(EXTRACTED DATA begins)

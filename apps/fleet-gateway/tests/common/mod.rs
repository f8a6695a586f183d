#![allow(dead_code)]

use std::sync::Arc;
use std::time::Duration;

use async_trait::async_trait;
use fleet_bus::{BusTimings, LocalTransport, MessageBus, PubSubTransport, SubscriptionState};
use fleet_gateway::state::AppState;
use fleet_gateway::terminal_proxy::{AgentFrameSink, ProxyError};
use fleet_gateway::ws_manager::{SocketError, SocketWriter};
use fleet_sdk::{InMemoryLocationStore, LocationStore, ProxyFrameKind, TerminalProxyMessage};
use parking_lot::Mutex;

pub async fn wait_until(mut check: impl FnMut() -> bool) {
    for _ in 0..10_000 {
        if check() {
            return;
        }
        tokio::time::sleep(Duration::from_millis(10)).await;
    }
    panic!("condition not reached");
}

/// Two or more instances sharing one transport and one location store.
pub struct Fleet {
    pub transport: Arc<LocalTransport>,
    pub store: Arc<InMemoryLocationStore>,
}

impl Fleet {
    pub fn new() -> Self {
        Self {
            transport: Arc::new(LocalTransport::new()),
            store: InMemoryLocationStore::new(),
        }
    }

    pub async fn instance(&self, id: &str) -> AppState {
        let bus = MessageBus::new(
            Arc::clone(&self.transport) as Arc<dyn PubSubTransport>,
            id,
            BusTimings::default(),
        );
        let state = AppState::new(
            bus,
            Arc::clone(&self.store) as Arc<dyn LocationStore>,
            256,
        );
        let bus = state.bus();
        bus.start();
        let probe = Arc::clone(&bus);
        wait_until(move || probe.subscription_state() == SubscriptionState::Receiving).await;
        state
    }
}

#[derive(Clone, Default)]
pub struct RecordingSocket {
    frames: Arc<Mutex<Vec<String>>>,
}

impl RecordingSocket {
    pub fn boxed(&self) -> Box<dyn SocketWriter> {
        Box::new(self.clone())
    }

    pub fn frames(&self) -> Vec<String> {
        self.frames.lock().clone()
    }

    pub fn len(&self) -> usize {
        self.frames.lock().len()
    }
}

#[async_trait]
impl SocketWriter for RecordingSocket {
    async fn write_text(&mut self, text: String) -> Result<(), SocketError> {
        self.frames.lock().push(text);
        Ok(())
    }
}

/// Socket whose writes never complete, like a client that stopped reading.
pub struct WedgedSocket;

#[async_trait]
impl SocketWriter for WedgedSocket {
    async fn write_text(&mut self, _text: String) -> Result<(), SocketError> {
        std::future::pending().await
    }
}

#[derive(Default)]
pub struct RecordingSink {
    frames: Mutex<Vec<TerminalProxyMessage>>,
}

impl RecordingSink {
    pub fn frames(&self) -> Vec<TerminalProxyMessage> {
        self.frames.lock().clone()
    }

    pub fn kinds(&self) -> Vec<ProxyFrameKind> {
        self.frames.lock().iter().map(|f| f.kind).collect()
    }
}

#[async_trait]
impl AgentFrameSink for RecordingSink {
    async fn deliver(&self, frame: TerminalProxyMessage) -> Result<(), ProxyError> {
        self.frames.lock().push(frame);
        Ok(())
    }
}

(EXTRACTED DATA ends)
(EXTRACTED DATA begins)

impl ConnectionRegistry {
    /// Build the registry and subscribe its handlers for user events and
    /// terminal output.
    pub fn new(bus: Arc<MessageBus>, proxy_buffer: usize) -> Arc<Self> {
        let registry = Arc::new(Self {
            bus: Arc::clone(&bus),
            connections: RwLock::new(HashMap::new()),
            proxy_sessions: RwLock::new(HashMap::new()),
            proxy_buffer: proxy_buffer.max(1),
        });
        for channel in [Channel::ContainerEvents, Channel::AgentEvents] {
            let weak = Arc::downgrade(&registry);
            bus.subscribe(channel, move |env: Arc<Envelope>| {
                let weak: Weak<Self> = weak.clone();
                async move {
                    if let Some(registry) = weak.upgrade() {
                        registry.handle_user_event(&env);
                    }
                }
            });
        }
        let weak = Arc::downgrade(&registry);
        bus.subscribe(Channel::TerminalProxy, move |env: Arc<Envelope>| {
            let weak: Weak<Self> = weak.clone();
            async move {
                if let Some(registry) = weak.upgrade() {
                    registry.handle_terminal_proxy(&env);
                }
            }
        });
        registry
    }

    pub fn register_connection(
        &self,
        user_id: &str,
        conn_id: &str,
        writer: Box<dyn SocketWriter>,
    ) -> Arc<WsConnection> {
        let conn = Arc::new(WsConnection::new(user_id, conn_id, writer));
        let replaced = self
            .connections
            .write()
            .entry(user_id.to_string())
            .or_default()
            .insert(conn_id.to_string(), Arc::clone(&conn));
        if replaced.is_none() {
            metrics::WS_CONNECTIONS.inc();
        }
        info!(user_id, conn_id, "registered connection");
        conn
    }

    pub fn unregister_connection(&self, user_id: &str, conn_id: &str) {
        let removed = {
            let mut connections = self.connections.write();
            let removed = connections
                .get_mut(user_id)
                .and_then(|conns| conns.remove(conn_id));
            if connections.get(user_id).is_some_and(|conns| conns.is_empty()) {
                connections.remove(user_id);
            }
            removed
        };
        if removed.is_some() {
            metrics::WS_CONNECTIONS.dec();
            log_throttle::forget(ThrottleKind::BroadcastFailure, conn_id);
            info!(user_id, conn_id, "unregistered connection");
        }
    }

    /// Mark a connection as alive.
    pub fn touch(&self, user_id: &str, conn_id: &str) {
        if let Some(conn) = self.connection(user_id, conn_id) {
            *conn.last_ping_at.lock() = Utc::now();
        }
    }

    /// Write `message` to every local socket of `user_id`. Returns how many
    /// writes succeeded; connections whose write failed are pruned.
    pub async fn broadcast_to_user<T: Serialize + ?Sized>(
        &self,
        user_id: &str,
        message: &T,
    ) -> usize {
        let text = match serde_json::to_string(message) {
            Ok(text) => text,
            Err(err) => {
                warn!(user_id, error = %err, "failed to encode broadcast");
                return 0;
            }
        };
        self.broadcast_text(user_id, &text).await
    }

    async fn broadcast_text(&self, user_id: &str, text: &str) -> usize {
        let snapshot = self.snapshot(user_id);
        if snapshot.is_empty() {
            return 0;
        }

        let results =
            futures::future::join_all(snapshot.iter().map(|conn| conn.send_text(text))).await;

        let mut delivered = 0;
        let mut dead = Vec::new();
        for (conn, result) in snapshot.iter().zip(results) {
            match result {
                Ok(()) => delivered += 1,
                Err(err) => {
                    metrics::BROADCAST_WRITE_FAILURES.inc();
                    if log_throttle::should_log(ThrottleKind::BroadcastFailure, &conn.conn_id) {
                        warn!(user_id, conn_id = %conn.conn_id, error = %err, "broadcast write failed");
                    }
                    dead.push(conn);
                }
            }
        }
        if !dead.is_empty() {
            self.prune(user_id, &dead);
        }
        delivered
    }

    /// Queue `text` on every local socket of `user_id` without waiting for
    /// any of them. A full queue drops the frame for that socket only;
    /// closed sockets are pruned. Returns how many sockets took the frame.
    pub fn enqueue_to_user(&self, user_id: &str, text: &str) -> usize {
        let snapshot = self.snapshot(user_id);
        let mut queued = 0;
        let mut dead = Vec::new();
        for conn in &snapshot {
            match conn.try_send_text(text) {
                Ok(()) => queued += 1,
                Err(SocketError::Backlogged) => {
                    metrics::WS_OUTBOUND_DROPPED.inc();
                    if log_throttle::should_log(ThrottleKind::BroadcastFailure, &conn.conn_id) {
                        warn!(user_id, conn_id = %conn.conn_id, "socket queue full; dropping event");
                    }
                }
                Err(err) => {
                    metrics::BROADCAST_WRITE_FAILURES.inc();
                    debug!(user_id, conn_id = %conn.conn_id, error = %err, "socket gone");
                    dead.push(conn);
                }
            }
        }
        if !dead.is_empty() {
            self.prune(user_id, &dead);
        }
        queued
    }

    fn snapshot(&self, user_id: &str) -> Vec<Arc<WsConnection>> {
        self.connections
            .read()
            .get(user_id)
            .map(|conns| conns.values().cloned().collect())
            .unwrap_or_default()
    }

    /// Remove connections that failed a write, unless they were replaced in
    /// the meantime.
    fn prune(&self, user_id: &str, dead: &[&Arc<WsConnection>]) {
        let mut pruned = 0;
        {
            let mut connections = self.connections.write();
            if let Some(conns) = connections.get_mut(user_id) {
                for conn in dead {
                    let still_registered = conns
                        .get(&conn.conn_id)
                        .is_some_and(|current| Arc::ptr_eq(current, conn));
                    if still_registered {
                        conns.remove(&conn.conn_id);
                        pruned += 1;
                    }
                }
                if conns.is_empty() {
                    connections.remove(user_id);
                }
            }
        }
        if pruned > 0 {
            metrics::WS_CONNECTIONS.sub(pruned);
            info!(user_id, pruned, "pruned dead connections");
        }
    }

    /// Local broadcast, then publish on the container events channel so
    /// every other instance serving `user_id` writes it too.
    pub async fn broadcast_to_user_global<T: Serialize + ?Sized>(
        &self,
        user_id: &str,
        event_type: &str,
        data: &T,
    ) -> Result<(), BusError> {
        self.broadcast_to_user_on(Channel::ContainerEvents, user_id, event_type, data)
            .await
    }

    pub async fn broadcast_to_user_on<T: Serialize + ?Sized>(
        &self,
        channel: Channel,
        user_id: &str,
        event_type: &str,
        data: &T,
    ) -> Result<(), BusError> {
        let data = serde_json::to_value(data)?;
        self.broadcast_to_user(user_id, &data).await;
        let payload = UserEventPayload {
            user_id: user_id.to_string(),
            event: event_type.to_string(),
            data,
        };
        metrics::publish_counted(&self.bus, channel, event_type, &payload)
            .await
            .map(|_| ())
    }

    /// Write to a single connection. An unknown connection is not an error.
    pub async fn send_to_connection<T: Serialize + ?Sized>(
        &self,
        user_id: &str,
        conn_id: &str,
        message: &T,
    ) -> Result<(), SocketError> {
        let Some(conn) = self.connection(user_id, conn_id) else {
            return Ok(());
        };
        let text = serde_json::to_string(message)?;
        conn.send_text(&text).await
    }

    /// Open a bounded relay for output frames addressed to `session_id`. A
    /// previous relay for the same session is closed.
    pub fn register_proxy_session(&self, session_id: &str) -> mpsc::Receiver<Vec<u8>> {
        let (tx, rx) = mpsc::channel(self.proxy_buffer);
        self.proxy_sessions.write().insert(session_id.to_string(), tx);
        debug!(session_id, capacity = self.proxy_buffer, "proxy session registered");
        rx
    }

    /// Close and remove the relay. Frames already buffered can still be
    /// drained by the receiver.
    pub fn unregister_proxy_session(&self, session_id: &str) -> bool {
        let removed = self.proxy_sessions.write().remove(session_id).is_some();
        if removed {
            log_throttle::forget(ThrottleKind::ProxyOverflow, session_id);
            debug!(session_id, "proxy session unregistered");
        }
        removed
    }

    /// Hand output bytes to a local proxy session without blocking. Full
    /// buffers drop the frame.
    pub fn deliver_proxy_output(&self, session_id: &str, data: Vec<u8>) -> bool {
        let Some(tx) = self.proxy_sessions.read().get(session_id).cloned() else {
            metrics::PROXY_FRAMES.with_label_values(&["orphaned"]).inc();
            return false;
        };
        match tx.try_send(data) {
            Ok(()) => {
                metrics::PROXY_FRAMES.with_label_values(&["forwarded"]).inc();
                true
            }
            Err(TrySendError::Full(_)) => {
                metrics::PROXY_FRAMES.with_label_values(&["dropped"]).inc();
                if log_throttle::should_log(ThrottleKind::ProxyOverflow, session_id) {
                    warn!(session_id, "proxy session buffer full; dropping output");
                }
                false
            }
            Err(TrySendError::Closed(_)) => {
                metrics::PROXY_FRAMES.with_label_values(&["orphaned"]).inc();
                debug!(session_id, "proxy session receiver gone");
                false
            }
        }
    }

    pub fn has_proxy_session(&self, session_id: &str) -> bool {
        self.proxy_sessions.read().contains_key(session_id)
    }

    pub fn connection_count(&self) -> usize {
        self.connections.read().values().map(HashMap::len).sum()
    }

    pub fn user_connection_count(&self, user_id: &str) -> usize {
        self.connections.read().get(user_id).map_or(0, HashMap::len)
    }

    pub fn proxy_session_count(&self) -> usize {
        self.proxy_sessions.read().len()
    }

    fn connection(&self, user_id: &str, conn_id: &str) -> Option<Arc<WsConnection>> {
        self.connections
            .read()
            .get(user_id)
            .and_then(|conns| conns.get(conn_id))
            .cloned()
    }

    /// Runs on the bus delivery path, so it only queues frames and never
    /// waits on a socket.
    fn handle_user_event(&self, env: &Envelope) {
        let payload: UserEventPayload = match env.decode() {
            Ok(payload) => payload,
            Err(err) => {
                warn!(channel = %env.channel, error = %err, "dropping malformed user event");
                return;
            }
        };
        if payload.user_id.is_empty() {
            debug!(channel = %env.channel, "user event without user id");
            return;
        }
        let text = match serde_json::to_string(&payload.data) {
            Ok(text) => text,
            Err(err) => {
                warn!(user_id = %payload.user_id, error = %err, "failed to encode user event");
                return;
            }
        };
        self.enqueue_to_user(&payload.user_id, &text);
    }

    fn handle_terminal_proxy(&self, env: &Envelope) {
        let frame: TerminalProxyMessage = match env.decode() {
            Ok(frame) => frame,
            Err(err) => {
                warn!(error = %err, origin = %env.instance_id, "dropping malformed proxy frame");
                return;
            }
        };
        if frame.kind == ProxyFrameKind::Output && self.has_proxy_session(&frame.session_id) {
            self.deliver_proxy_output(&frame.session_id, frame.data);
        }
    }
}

(EXTRACTED DATA ends)
(EXTRACTED DATA begins)

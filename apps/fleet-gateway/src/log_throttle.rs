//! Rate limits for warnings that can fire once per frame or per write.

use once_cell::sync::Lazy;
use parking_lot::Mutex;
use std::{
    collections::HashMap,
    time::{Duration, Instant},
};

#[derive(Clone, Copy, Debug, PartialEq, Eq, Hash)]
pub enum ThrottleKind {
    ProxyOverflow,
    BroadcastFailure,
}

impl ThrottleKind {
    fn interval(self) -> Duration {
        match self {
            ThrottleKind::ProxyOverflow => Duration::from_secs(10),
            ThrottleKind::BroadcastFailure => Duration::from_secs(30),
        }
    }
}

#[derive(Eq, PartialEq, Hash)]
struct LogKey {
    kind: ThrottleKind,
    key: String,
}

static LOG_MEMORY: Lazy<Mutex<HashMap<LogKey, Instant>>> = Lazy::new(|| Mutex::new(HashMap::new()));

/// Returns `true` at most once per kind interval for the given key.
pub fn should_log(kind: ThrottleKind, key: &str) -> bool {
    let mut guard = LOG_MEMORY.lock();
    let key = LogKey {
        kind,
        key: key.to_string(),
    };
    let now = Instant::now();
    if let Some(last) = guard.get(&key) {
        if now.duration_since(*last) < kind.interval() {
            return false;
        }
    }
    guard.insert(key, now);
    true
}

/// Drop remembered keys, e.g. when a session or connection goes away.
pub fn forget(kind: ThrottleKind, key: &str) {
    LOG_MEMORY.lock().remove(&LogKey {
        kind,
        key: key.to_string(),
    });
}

(EXTRACTED DATA ends)

Every line of the records above where the string "SocketError" is found should be copied.

> **RESULT OF THE EXERCISE**
use fleet_gateway::ws_manager::{SocketError, SocketWriter};
    async fn write_text(&mut self, text: String) -> Result<(), SocketError> {
    async fn write_text(&mut self, _text: String) -> Result<(), SocketError> {
                Err(SocketError::Backlogged) => {
    ) -> Result<(), SocketError> {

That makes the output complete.